(Items listed in a dataset)
+-------+

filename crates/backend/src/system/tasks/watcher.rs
use anyhow::{Context, Result};
use contracts::usecases::u501_import_productos::TriggerReason;
use notify::{Event, EventKind, RecommendedWatcher, RecursiveMode, Watcher};
use std::path::{Path, PathBuf};
use tokio::sync::mpsc;
use tracing::{info, warn};

use super::coalescer::TriggerCoalescer;

/// Следит за Excel-файлом каталога и запускает импорт при его изменении.
/// Окно debounce задаётся в самом TriggerCoalescer.
pub struct FileWatchWorker {
    coalescer: TriggerCoalescer,
    file: PathBuf,
}

impl FileWatchWorker {
    pub fn new(coalescer: TriggerCoalescer, file: PathBuf) -> Self {
        Self { coalescer, file }
    }

    /// Работает, пока future не будет отброшен; при этом освобождается watcher.
    pub async fn run_loop(&self) -> Result<()> {
        let (tx, mut rx) = mpsc::unbounded_channel::<TriggerReason>();
        let _watcher = self.start_watcher(tx)?;

        info!("Watching for changes in {}", self.file.display());
        if !self.file.exists() {
            warn!("{} does not exist yet, waiting for it to appear", self.file.display());
        }
        self.coalescer.trigger(TriggerReason::Startup);

        while let Some(reason) = rx.recv().await {
            self.coalescer.trigger(reason);
        }
        Ok(())
    }

    /// Подписка на директорию файла: файл может отсутствовать или заменяться переименованием.
    fn start_watcher(&self, tx: mpsc::UnboundedSender<TriggerReason>) -> Result<RecommendedWatcher> {
        let dir = self
            .file
            .parent()
            .filter(|p| !p.as_os_str().is_empty())
            .unwrap_or_else(|| Path::new("."))
            .to_path_buf();
        let file = self.file.clone();

        let mut watcher = notify::recommended_watcher(move |res: notify::Result<Event>| match res {
            Ok(event) => {
                if let Some(reason) = classify(&event, &file) {
                    let _ = tx.send(reason);
                }
            }
            Err(e) => warn!("File watcher error: {}", e),
        })
        .context("Failed to create file watcher")?;

        watcher
            .watch(&dir, RecursiveMode::NonRecursive)
            .with_context(|| format!("Failed to watch directory {}", dir.display()))?;

        Ok(watcher)
    }
}

/// Событие относится к файлу каталога и означает его появление или изменение
fn classify(event: &Event, file: &Path) -> Option<TriggerReason> {
    let target = file.file_name()?;
    if !event.paths.iter().any(|p| p.file_name() == Some(target)) {
        return None;
    }
    match event.kind {
        EventKind::Create(_) => Some(TriggerReason::FileAdded),
        EventKind::Modify(_) => Some(TriggerReason::FileChanged),
        _ => None,
    }
}
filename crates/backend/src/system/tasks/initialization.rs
use sea_orm::DatabaseConnection;
use std::path::PathBuf;
use std::sync::Arc;
use std::time::Duration;

use crate::usecases::u501_import_productos::{ImportExecutor, SeaOrmCatalogStore};

use super::{
    coalescer::TriggerCoalescer, manager::TaskManager, managers::U501ImportProductosManager,
    watcher::FileWatchWorker, worker::ScheduledTaskWorker,
};

/// Собирает менеджер импорта каталога поверх SQLite-хранилища.
pub fn build_import_manager(
    db: DatabaseConnection,
    source: PathBuf,
    quiet: bool,
) -> Arc<dyn TaskManager> {
    let store = Arc::new(SeaOrmCatalogStore::new(db));
    let executor = Arc::new(ImportExecutor::new(store));
    Arc::new(U501ImportProductosManager::new(executor, source, quiet))
}

/// Воркер по расписанию: без debounce, логирует каждый импорт.
pub fn initialize_scheduled_refresh(
    db: DatabaseConnection,
    source: PathBuf,
    expression: &str,
) -> anyhow::Result<(ScheduledTaskWorker, TriggerCoalescer)> {
    let coalescer = TriggerCoalescer::new(build_import_manager(db, source, false));
    let worker = ScheduledTaskWorker::new(coalescer.clone(), expression)?;
    Ok((worker, coalescer))
}

/// Watcher файла: импорт в тихом режиме, итог пишет TriggerCoalescer.
pub fn initialize_file_watch(
    db: DatabaseConnection,
    source: PathBuf,
    debounce: Duration,
) -> (FileWatchWorker, TriggerCoalescer) {
    let manager = build_import_manager(db, source.clone(), true);
    let coalescer = TriggerCoalescer::with_debounce(manager, debounce);
    let worker = FileWatchWorker::new(coalescer.clone(), source);
    (worker, coalescer)
}
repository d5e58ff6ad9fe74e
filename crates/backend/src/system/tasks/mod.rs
pub mod coalescer;
pub mod initialization;
pub mod manager;
pub mod managers;
pub mod watcher;
pub mod worker;

pub use coalescer::{TriggerCoalescer, TriggerOutcome};
pub use watcher::FileWatchWorker;
pub use worker::ScheduledTaskWorker;
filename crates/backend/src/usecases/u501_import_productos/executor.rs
use std::path::Path;
use std::sync::Arc;

use super::errors::ImportError;
use super::store::CatalogStore;
use super::{excel_reader, normalizer};

/// Executor для UseCase импорта каталога из Excel
pub struct ImportExecutor {
    store: Arc<dyn CatalogStore>,
}

impl ImportExecutor {
    pub fn new(store: Arc<dyn CatalogStore>) -> Self {
        Self { store }
    }

    /// Читает книгу, нормализует строки и полностью заменяет каталог.
    ///
    /// Хранилище не трогается, если файл не найден, число не разобралось или
    /// не осталось ни одной строки с кодом (тогда возвращается 0).
    /// Если удаление прошло, а вставка нет - `PartialReplacement`, каталог пуст.
    pub async fn run(&self, source: &Path, quiet: bool) -> Result<usize, ImportError> {
        let path = source.to_path_buf();
        let rows = tokio::task::spawn_blocking(move || excel_reader::read_rows(&path)).await??;

        let records = normalizer::normalize_all(&rows)?;

        if records.is_empty() {
            if !quiet {
                tracing::warn!(
                    "No valid rows found in {} ({} rows read), catalog left unchanged",
                    source.display(),
                    rows.len()
                );
            }
            return Ok(0);
        }

        if !quiet {
            tracing::info!(
                "Importing {} products from {}...",
                records.len(),
                source.display()
            );
        }

        let deleted = self.store.delete_all().await.map_err(ImportError::Store)?;
        let inserted = self
            .store
            .bulk_insert(&records)
            .await
            .map_err(|source| ImportError::PartialReplacement { deleted, source })?;

        if !quiet {
            tracing::info!(
                "Catalog replaced: {} products imported, {} removed",
                inserted,
                deleted
            );
        }

        Ok(inserted)
    }
}
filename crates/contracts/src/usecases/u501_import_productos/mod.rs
//! u501: импорт каталога productos_vender из Excel и его обновление
//! по расписанию или по изменению файла.

pub mod progress;

pub use progress::{PipelineState, RefreshRun, TriggerReason};
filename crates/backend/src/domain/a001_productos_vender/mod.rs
pub mod repository;
pub mod service;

+-------+

[Try it]: Retype each line above exactly as written.

[Answer section]:
filename crates/backend/src/system/tasks/watcher.rs
use anyhow::{Context, Result};
use contracts::usecases::u501_import_productos::TriggerReason;
use notify::{Event, EventKind, RecommendedWatcher, RecursiveMode, Watcher};
use std::path::{Path, PathBuf};
use tokio::sync::mpsc;
use tracing::{info, warn};

use super::coalescer::TriggerCoalescer;

/// Следит за Excel-файлом каталога и запускает импорт при его изменении.
/// Окно debounce задаётся в самом TriggerCoalescer.
pub struct FileWatchWorker {
    coalescer: TriggerCoalescer,
    file: PathBuf,
}

impl FileWatchWorker {
    pub fn new(coalescer: TriggerCoalescer, file: PathBuf) -> Self {
        Self { coalescer, file }
    }

    /// Работает, пока future не будет отброшен; при этом освобождается watcher.
    pub async fn run_loop(&self) -> Result<()> {
        let (tx, mut rx) = mpsc::unbounded_channel::<TriggerReason>();
        let _watcher = self.start_watcher(tx)?;

        info!("Watching for changes in {}", self.file.display());
        if !self.file.exists() {
            warn!("{} does not exist yet, waiting for it to appear", self.file.display());
        }
        self.coalescer.trigger(TriggerReason::Startup);

        while let Some(reason) = rx.recv().await {
            self.coalescer.trigger(reason);
        }
        Ok(())
    }

    /// Подписка на директорию файла: файл может отсутствовать или заменяться переименованием.
    fn start_watcher(&self, tx: mpsc::UnboundedSender<TriggerReason>) -> Result<RecommendedWatcher> {
        let dir = self
            .file
            .parent()
            .filter(|p| !p.as_os_str().is_empty())
            .unwrap_or_else(|| Path::new("."))
            .to_path_buf();
        let file = self.file.clone();

        let mut watcher = notify::recommended_watcher(move |res: notify::Result<Event>| match res {
            Ok(event) => {
                if let Some(reason) = classify(&event, &file) {
                    let _ = tx.send(reason);
                }
            }
            Err(e) => warn!("File watcher error: {}", e),
        })
        .context("Failed to create file watcher")?;

        watcher
            .watch(&dir, RecursiveMode::NonRecursive)
            .with_context(|| format!("Failed to watch directory {}", dir.display()))?;

        Ok(watcher)
    }
}

/// Событие относится к файлу каталога и означает его появление или изменение
fn classify(event: &Event, file: &Path) -> Option<TriggerReason> {
    let target = file.file_name()?;
    if !event.paths.iter().any(|p| p.file_name() == Some(target)) {
        return None;
    }
    match event.kind {
        EventKind::Create(_) => Some(TriggerReason::FileAdded),
        EventKind::Modify(_) => Some(TriggerReason::FileChanged),
        _ => None,
    }
}
filename crates/backend/src/system/tasks/initialization.rs
use sea_orm::DatabaseConnection;
use std::path::PathBuf;
use std::sync::Arc;
use std::time::Duration;

use crate::usecases::u501_import_productos::{ImportExecutor, SeaOrmCatalogStore};

use super::{
    coalescer::TriggerCoalescer, manager::TaskManager, managers::U501ImportProductosManager,
    watcher::FileWatchWorker, worker::ScheduledTaskWorker,
};

/// Собирает менеджер импорта каталога поверх SQLite-хранилища.
pub fn build_import_manager(
    db: DatabaseConnection,
    source: PathBuf,
    quiet: bool,
) -> Arc<dyn TaskManager> {
    let store = Arc::new(SeaOrmCatalogStore::new(db));
    let executor = Arc::new(ImportExecutor::new(store));
    Arc::new(U501ImportProductosManager::new(executor, source, quiet))
}

/// Воркер по расписанию: без debounce, логирует каждый импорт.
pub fn initialize_scheduled_refresh(
    db: DatabaseConnection,
    source: PathBuf,
    expression: &str,
) -> anyhow::Result<(ScheduledTaskWorker, TriggerCoalescer)> {
    let coalescer = TriggerCoalescer::new(build_import_manager(db, source, false));
    let worker = ScheduledTaskWorker::new(coalescer.clone(), expression)?;
    Ok((worker, coalescer))
}

/// Watcher файла: импорт в тихом режиме, итог пишет TriggerCoalescer.
pub fn initialize_file_watch(
    db: DatabaseConnection,
    source: PathBuf,
    debounce: Duration,
) -> (FileWatchWorker, TriggerCoalescer) {
    let manager = build_import_manager(db, source.clone(), true);
    let coalescer = TriggerCoalescer::with_debounce(manager, debounce);
    let worker = FileWatchWorker::new(coalescer.clone(), source);
    (worker, coalescer)
}
repository d5e58ff6ad9fe74e
filename crates/backend/src/system/tasks/mod.rs
pub mod coalescer;
pub mod initialization;
pub mod manager;
pub mod managers;
pub mod watcher;
pub mod worker;

pub use coalescer::{TriggerCoalescer, TriggerOutcome};
pub use watcher::FileWatchWorker;
pub use worker::ScheduledTaskWorker;
filename crates/backend/src/usecases/u501_import_productos/executor.rs
use std::path::Path;
use std::sync::Arc;

use super::errors::ImportError;
use super::store::CatalogStore;
use super::{excel_reader, normalizer};

/// Executor для UseCase импорта каталога из Excel
pub struct ImportExecutor {
    store: Arc<dyn CatalogStore>,
}

impl ImportExecutor {
    pub fn new(store: Arc<dyn CatalogStore>) -> Self {
        Self { store }
    }

    /// Читает книгу, нормализует строки и полностью заменяет каталог.
    ///
    /// Хранилище не трогается, если файл не найден, число не разобралось или
    /// не осталось ни одной строки с кодом (тогда возвращается 0).
    /// Если удаление прошло, а вставка нет - `PartialReplacement`, каталог пуст.
    pub async fn run(&self, source: &Path, quiet: bool) -> Result<usize, ImportError> {
        let path = source.to_path_buf();
        let rows = tokio::task::spawn_blocking(move || excel_reader::read_rows(&path)).await??;

        let records = normalizer::normalize_all(&rows)?;

        if records.is_empty() {
            if !quiet {
                tracing::warn!(
                    "No valid rows found in {} ({} rows read), catalog left unchanged",
                    source.display(),
                    rows.len()
                );
            }
            return Ok(0);
        }

        if !quiet {
            tracing::info!(
                "Importing {} products from {}...",
                records.len(),
                source.display()
            );
        }

        let deleted = self.store.delete_all().await.map_err(ImportError::Store)?;
        let inserted = self
            .store
            .bulk_insert(&records)
            .await
            .map_err(|source| ImportError::PartialReplacement { deleted, source })?;

        if !quiet {
            tracing::info!(
                "Catalog replaced: {} products imported, {} removed",
                inserted,
                deleted
            );
        }

        Ok(inserted)
    }
}
filename crates/contracts/src/usecases/u501_import_productos/mod.rs
//! u501: импорт каталога productos_vender из Excel и его обновление
//! по расписанию или по изменению файла.

pub mod progress;

pub use progress::{PipelineState, RefreshRun, TriggerReason};
filename crates/backend/src/domain/a001_productos_vender/mod.rs
pub mod repository;
pub mod service;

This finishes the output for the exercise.